▶ Brief
Can you give all the records again without altering a single character?
+ + +
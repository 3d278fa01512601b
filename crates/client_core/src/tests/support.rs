//! Mock backend and fixtures shared by the unit tests.

use std::{collections::HashMap, sync::Arc, time::Duration};

use axum::{
    extract::State,
    http::{header, HeaderMap, Method as HttpMethod, StatusCode, Uri},
    response::IntoResponse,
    Router,
};
use serde_json::{json, Value};
use shared::{
    domain::{Role, User},
    protocol::ResponseConvention,
};
use storage::{MemorySessionStore, SessionStore};
use tokio::{
    net::TcpListener,
    sync::{broadcast, Mutex},
};

use crate::{events::ClientEvent, gateway::ApiGateway, session::SessionState};

#[derive(Debug, Clone)]
pub(crate) struct RecordedRequest {
    pub method: String,
    pub path: String,
    pub query: Option<String>,
    pub authorization: Option<String>,
    pub content_type: Option<String>,
    pub body: String,
}

#[derive(Debug, Clone)]
struct Reply {
    status: StatusCode,
    body: String,
    delay: Option<Duration>,
}

/// Catch-all backend answering canned bodies keyed by `METHOD /path`.
/// Unknown routes answer 404 with an empty body.
#[derive(Clone, Default)]
pub(crate) struct MockBackend {
    replies: Arc<Mutex<HashMap<String, Reply>>>,
    requests: Arc<Mutex<Vec<RecordedRequest>>>,
}

impl MockBackend {
    pub fn new() -> Self {
        Self::default()
    }

    pub async fn reply(&self, method: &str, path: &str, status: u16, body: impl Into<String>) {
        self.insert(method, path, status, body.into(), None).await;
    }

    pub async fn reply_json(&self, method: &str, path: &str, body: Value) {
        self.insert(method, path, 200, body.to_string(), None).await;
    }

    pub async fn reply_delayed(&self, method: &str, path: &str, body: Value, delay: Duration) {
        self.insert(method, path, 200, body.to_string(), Some(delay))
            .await;
    }

    async fn insert(
        &self,
        method: &str,
        path: &str,
        status: u16,
        body: String,
        delay: Option<Duration>,
    ) {
        let status = StatusCode::from_u16(status).expect("valid status");
        self.replies
            .lock()
            .await
            .insert(format!("{method} {path}"), Reply { status, body, delay });
    }

    pub async fn requests(&self) -> Vec<RecordedRequest> {
        self.requests.lock().await.clone()
    }

    pub async fn requests_to(&self, path: &str) -> Vec<RecordedRequest> {
        self.requests()
            .await
            .into_iter()
            .filter(|request| request.path == path)
            .collect()
    }

    /// Serves on an ephemeral port and returns the base URL.
    pub async fn spawn(&self) -> String {
        std::env::set_var("NO_PROXY", "127.0.0.1,localhost");
        let listener = TcpListener::bind("127.0.0.1:0").await.expect("bind");
        let addr = listener.local_addr().expect("local addr");
        let app = Router::new().fallback(handle).with_state(self.clone());
        tokio::spawn(async move {
            let _ = axum::serve(listener, app).await;
        });
        format!("http://{addr}/api")
    }
}

async fn handle(
    State(backend): State<MockBackend>,
    method: HttpMethod,
    uri: Uri,
    headers: HeaderMap,
    body: String,
) -> impl IntoResponse {
    let path = uri
        .path()
        .strip_prefix("/api")
        .unwrap_or(uri.path())
        .to_string();
    let header_value = |name: header::HeaderName| {
        headers
            .get(name)
            .and_then(|value| value.to_str().ok())
            .map(str::to_string)
    };
    backend.requests.lock().await.push(RecordedRequest {
        method: method.to_string(),
        path: path.clone(),
        query: uri.query().map(str::to_string),
        authorization: header_value(header::AUTHORIZATION),
        content_type: header_value(header::CONTENT_TYPE),
        body,
    });

    let reply = backend
        .replies
        .lock()
        .await
        .get(&format!("{method} {path}"))
        .cloned();
    let Some(reply) = reply else {
        return (StatusCode::NOT_FOUND, String::new());
    };
    if let Some(delay) = reply.delay {
        tokio::time::sleep(delay).await;
    }
    (reply.status, reply.body)
}

/// Base URL nothing listens on.
pub(crate) async fn closed_base_url() -> String {
    let listener = TcpListener::bind("127.0.0.1:0").await.expect("bind");
    let addr = listener.local_addr().expect("local addr");
    drop(listener);
    format!("http://{addr}/api")
}

pub(crate) struct Fixture {
    pub store: Arc<MemorySessionStore>,
    pub events: broadcast::Sender<ClientEvent>,
    pub receiver: broadcast::Receiver<ClientEvent>,
    pub session: Arc<SessionState>,
}

impl Fixture {
    pub fn new() -> Self {
        let store = Arc::new(MemorySessionStore::new());
        let (events, receiver) = broadcast::channel(256);
        let dyn_store: Arc<dyn SessionStore> = store.clone();
        let session = Arc::new(SessionState::new(dyn_store, events.clone()));
        Self {
            store,
            events,
            receiver,
            session,
        }
    }

    pub fn gateway(&self, base_url: &str, convention: ResponseConvention) -> Arc<ApiGateway> {
        Arc::new(
            ApiGateway::new(
                base_url,
                convention,
                Duration::from_secs(5),
                Arc::clone(&self.session),
                self.events.clone(),
            )
            .expect("gateway"),
        )
    }

    pub fn drain(&mut self) -> Vec<ClientEvent> {
        drain(&mut self.receiver)
    }
}

pub(crate) fn drain(receiver: &mut broadcast::Receiver<ClientEvent>) -> Vec<ClientEvent> {
    let mut events = Vec::new();
    while let Ok(event) = receiver.try_recv() {
        events.push(event);
    }
    events
}

pub(crate) fn toasts(events: &[ClientEvent]) -> Vec<String> {
    events
        .iter()
        .filter_map(|event| match event {
            ClientEvent::Toast { message, .. } => Some(message.clone()),
            _ => None,
        })
        .collect()
}

pub(crate) fn alice() -> User {
    User::new(1, "alice", Role::User)
}

pub(crate) fn success_flag(data: Value) -> Value {
    json!({ "success": true, "message": "ok", "data": data })
}

pub(crate) fn status_code(data: Value) -> Value {
    json!({ "code": 200, "message": "ok", "data": data })
}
+ + +
▶ Response to this task
repository 3d278fa01512601b
filename crates/client_core/src/tests/support.rs
//! Mock backend and fixtures shared by the unit tests.

use std::{collections::HashMap, sync::Arc, time::Duration};

use axum::{
    extract::State,
    http::{header, HeaderMap, Method as HttpMethod, StatusCode, Uri},
    response::IntoResponse,
    Router,
};
use serde_json::{json, Value};
use shared::{
    domain::{Role, User},
    protocol::ResponseConvention,
};
use storage::{MemorySessionStore, SessionStore};
use tokio::{
    net::TcpListener,
    sync::{broadcast, Mutex},
};

use crate::{events::ClientEvent, gateway::ApiGateway, session::SessionState};

#[derive(Debug, Clone)]
pub(crate) struct RecordedRequest {
    pub method: String,
    pub path: String,
    pub query: Option<String>,
    pub authorization: Option<String>,
    pub content_type: Option<String>,
    pub body: String,
}

#[derive(Debug, Clone)]
struct Reply {
    status: StatusCode,
    body: String,
    delay: Option<Duration>,
}

/// Catch-all backend answering canned bodies keyed by `METHOD /path`.
/// Unknown routes answer 404 with an empty body.
#[derive(Clone, Default)]
pub(crate) struct MockBackend {
    replies: Arc<Mutex<HashMap<String, Reply>>>,
    requests: Arc<Mutex<Vec<RecordedRequest>>>,
}

impl MockBackend {
    pub fn new() -> Self {
        Self::default()
    }

    pub async fn reply(&self, method: &str, path: &str, status: u16, body: impl Into<String>) {
        self.insert(method, path, status, body.into(), None).await;
    }

    pub async fn reply_json(&self, method: &str, path: &str, body: Value) {
        self.insert(method, path, 200, body.to_string(), None).await;
    }

    pub async fn reply_delayed(&self, method: &str, path: &str, body: Value, delay: Duration) {
        self.insert(method, path, 200, body.to_string(), Some(delay))
            .await;
    }

    async fn insert(
        &self,
        method: &str,
        path: &str,
        status: u16,
        body: String,
        delay: Option<Duration>,
    ) {
        let status = StatusCode::from_u16(status).expect("valid status");
        self.replies
            .lock()
            .await
            .insert(format!("{method} {path}"), Reply { status, body, delay });
    }

    pub async fn requests(&self) -> Vec<RecordedRequest> {
        self.requests.lock().await.clone()
    }

    pub async fn requests_to(&self, path: &str) -> Vec<RecordedRequest> {
        self.requests()
            .await
            .into_iter()
            .filter(|request| request.path == path)
            .collect()
    }

    /// Serves on an ephemeral port and returns the base URL.
    pub async fn spawn(&self) -> String {
        std::env::set_var("NO_PROXY", "127.0.0.1,localhost");
        let listener = TcpListener::bind("127.0.0.1:0").await.expect("bind");
        let addr = listener.local_addr().expect("local addr");
        let app = Router::new().fallback(handle).with_state(self.clone());
        tokio::spawn(async move {
            let _ = axum::serve(listener, app).await;
        });
        format!("http://{addr}/api")
    }
}

async fn handle(
    State(backend): State<MockBackend>,
    method: HttpMethod,
    uri: Uri,
    headers: HeaderMap,
    body: String,
) -> impl IntoResponse {
    let path = uri
        .path()
        .strip_prefix("/api")
        .unwrap_or(uri.path())
        .to_string();
    let header_value = |name: header::HeaderName| {
        headers
            .get(name)
            .and_then(|value| value.to_str().ok())
            .map(str::to_string)
    };
    backend.requests.lock().await.push(RecordedRequest {
        method: method.to_string(),
        path: path.clone(),
        query: uri.query().map(str::to_string),
        authorization: header_value(header::AUTHORIZATION),
        content_type: header_value(header::CONTENT_TYPE),
        body,
    });

    let reply = backend
        .replies
        .lock()
        .await
        .get(&format!("{method} {path}"))
        .cloned();
    let Some(reply) = reply else {
        return (StatusCode::NOT_FOUND, String::new());
    };
    if let Some(delay) = reply.delay {
        tokio::time::sleep(delay).await;
    }
    (reply.status, reply.body)
}

/// Base URL nothing listens on.
pub(crate) async fn closed_base_url() -> String {
    let listener = TcpListener::bind("127.0.0.1:0").await.expect("bind");
    let addr = listener.local_addr().expect("local addr");
    drop(listener);
    format!("http://{addr}/api")
}

pub(crate) struct Fixture {
    pub store: Arc<MemorySessionStore>,
    pub events: broadcast::Sender<ClientEvent>,
    pub receiver: broadcast::Receiver<ClientEvent>,
    pub session: Arc<SessionState>,
}

impl Fixture {
    pub fn new() -> Self {
        let store = Arc::new(MemorySessionStore::new());
        let (events, receiver) = broadcast::channel(256);
        let dyn_store: Arc<dyn SessionStore> = store.clone();
        let session = Arc::new(SessionState::new(dyn_store, events.clone()));
        Self {
            store,
            events,
            receiver,
            session,
        }
    }

    pub fn gateway(&self, base_url: &str, convention: ResponseConvention) -> Arc<ApiGateway> {
        Arc::new(
            ApiGateway::new(
                base_url,
                convention,
                Duration::from_secs(5),
                Arc::clone(&self.session),
                self.events.clone(),
            )
            .expect("gateway"),
        )
    }

    pub fn drain(&mut self) -> Vec<ClientEvent> {
        drain(&mut self.receiver)
    }
}

pub(crate) fn drain(receiver: &mut broadcast::Receiver<ClientEvent>) -> Vec<ClientEvent> {
    let mut events = Vec::new();
    while let Ok(event) = receiver.try_recv() {
        events.push(event);
    }
    events
}

pub(crate) fn toasts(events: &[ClientEvent]) -> Vec<String> {
    events
        .iter()
        .filter_map(|event| match event {
            ClientEvent::Toast { message, .. } => Some(message.clone()),
            _ => None,
        })
        .collect()
}

pub(crate) fn alice() -> User {
    User::new(1, "alice", Role::User)
}

pub(crate) fn success_flag(data: Value) -> Value {
    json!({ "success": true, "message": "ok", "data": data })
}

pub(crate) fn status_code(data: Value) -> Value {
    json!({ "code": 200, "message": "ok", "data": data })
}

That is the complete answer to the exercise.